┏━━

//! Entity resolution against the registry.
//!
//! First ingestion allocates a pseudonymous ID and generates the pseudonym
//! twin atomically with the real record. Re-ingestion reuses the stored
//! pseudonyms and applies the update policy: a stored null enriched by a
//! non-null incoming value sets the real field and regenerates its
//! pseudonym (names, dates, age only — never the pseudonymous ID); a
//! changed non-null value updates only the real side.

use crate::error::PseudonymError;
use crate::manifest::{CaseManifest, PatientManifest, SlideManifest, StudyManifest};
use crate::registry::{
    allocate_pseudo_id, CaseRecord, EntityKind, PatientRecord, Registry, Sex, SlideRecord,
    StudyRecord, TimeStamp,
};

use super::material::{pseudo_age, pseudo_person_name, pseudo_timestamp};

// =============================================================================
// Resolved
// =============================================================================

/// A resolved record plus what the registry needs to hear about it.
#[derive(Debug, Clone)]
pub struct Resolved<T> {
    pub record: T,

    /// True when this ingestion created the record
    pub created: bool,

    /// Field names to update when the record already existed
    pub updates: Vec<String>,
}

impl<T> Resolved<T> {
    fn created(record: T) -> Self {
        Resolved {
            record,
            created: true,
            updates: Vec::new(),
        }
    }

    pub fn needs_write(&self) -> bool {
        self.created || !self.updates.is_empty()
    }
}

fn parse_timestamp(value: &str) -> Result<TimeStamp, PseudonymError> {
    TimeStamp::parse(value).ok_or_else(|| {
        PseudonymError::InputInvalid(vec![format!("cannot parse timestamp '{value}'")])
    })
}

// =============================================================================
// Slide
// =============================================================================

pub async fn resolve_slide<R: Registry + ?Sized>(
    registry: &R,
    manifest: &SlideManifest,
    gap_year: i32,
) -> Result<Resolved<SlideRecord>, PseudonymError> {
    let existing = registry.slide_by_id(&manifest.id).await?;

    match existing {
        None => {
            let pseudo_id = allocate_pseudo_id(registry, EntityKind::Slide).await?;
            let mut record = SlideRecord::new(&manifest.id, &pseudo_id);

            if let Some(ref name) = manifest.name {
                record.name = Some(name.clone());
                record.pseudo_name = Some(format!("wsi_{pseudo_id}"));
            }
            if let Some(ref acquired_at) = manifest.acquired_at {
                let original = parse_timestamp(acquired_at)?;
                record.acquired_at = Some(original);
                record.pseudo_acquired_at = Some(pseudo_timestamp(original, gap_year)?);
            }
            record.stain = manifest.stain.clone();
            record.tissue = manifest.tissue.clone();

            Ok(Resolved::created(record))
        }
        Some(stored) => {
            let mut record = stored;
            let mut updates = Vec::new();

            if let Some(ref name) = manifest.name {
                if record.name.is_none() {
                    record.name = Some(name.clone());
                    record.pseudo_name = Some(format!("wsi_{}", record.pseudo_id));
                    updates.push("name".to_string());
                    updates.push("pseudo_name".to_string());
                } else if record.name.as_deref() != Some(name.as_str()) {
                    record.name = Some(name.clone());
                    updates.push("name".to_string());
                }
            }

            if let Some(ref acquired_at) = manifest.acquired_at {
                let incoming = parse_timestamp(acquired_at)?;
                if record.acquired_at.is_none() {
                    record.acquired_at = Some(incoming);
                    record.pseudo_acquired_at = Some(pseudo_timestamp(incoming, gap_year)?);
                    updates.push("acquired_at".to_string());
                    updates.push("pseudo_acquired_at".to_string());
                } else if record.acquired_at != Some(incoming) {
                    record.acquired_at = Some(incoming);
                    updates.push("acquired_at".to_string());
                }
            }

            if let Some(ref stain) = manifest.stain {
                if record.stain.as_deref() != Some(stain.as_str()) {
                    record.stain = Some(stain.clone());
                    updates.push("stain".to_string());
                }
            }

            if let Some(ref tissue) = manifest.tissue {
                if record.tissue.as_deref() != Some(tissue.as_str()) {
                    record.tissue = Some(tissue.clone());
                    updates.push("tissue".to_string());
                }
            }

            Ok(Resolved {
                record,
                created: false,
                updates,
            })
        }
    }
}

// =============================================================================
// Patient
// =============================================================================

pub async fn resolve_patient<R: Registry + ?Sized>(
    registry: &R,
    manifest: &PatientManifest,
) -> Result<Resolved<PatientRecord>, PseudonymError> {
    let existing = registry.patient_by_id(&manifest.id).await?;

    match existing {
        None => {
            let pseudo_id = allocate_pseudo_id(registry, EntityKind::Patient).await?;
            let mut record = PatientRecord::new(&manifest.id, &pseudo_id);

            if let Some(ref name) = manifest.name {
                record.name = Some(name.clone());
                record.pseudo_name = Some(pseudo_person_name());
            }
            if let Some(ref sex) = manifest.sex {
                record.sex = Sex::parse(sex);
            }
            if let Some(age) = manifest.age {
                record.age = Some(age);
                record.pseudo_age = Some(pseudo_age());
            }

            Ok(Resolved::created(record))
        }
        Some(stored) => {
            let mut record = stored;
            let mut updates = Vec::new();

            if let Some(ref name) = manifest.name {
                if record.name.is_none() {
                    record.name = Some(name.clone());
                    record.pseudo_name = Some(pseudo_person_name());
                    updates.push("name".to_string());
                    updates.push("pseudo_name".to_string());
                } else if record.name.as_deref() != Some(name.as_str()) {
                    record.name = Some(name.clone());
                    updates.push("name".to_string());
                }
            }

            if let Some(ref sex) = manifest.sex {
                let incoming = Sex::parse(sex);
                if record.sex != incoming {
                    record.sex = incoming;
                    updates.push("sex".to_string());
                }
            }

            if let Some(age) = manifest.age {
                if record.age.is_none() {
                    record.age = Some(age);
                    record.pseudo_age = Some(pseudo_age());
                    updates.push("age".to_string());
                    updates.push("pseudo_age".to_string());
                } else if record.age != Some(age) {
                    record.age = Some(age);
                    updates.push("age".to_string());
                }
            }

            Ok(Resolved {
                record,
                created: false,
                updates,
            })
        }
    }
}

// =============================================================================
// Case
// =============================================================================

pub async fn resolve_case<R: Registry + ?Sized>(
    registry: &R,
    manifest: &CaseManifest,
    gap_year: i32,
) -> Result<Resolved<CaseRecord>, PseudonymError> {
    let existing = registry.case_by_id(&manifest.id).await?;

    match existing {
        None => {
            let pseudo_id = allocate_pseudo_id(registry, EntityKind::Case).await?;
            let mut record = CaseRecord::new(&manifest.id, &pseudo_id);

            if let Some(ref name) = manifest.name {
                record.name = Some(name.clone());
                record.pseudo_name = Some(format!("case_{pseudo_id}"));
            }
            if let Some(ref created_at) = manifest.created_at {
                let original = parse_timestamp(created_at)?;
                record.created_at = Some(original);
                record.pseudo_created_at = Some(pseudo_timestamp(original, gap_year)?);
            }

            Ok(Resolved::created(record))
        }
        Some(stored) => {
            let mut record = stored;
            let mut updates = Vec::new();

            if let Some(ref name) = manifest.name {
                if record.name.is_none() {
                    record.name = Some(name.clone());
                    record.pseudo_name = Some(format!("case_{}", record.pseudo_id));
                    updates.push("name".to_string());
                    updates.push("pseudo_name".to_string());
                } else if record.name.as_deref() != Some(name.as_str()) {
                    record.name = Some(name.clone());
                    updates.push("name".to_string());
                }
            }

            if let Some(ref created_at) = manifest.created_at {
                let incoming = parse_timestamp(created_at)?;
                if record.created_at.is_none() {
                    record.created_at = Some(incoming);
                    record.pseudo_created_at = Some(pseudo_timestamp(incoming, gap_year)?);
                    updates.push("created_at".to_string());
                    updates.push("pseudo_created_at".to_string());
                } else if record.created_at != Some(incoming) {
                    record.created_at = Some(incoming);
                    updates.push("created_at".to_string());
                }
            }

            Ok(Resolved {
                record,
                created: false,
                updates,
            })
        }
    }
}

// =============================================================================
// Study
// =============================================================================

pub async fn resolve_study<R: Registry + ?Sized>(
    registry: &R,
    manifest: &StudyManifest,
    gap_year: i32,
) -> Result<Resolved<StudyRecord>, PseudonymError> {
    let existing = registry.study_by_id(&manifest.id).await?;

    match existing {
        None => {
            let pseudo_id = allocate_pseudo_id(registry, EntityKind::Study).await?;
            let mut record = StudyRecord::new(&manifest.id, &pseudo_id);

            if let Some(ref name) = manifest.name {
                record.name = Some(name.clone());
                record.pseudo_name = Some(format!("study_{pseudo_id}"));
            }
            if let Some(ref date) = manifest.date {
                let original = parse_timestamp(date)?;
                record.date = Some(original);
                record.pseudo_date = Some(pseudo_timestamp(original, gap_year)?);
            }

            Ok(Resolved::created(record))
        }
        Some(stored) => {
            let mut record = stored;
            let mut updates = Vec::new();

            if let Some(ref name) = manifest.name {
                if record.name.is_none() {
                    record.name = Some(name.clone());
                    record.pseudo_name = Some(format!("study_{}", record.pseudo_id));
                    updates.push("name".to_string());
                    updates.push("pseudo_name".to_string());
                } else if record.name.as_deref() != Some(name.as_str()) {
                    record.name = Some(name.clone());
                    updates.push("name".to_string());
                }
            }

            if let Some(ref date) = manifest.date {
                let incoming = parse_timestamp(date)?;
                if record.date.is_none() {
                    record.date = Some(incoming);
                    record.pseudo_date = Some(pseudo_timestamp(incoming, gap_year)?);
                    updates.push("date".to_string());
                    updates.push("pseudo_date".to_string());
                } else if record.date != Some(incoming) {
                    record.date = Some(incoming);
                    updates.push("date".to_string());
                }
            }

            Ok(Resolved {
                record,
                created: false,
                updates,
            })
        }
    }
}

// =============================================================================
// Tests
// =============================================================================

┗━━

● **WORK REQUIRED**
Everything from the first line of the listing above through the line holding "enriched by a" must be retyped exactly; nothing else belongs in the reply.

● **WRITTEN ANSWER**
//! Entity resolution against the registry.
//!
//! First ingestion allocates a pseudonymous ID and generates the pseudonym
//! twin atomically with the real record. Re-ingestion reuses the stored
//! pseudonyms and applies the update policy: a stored null enriched by a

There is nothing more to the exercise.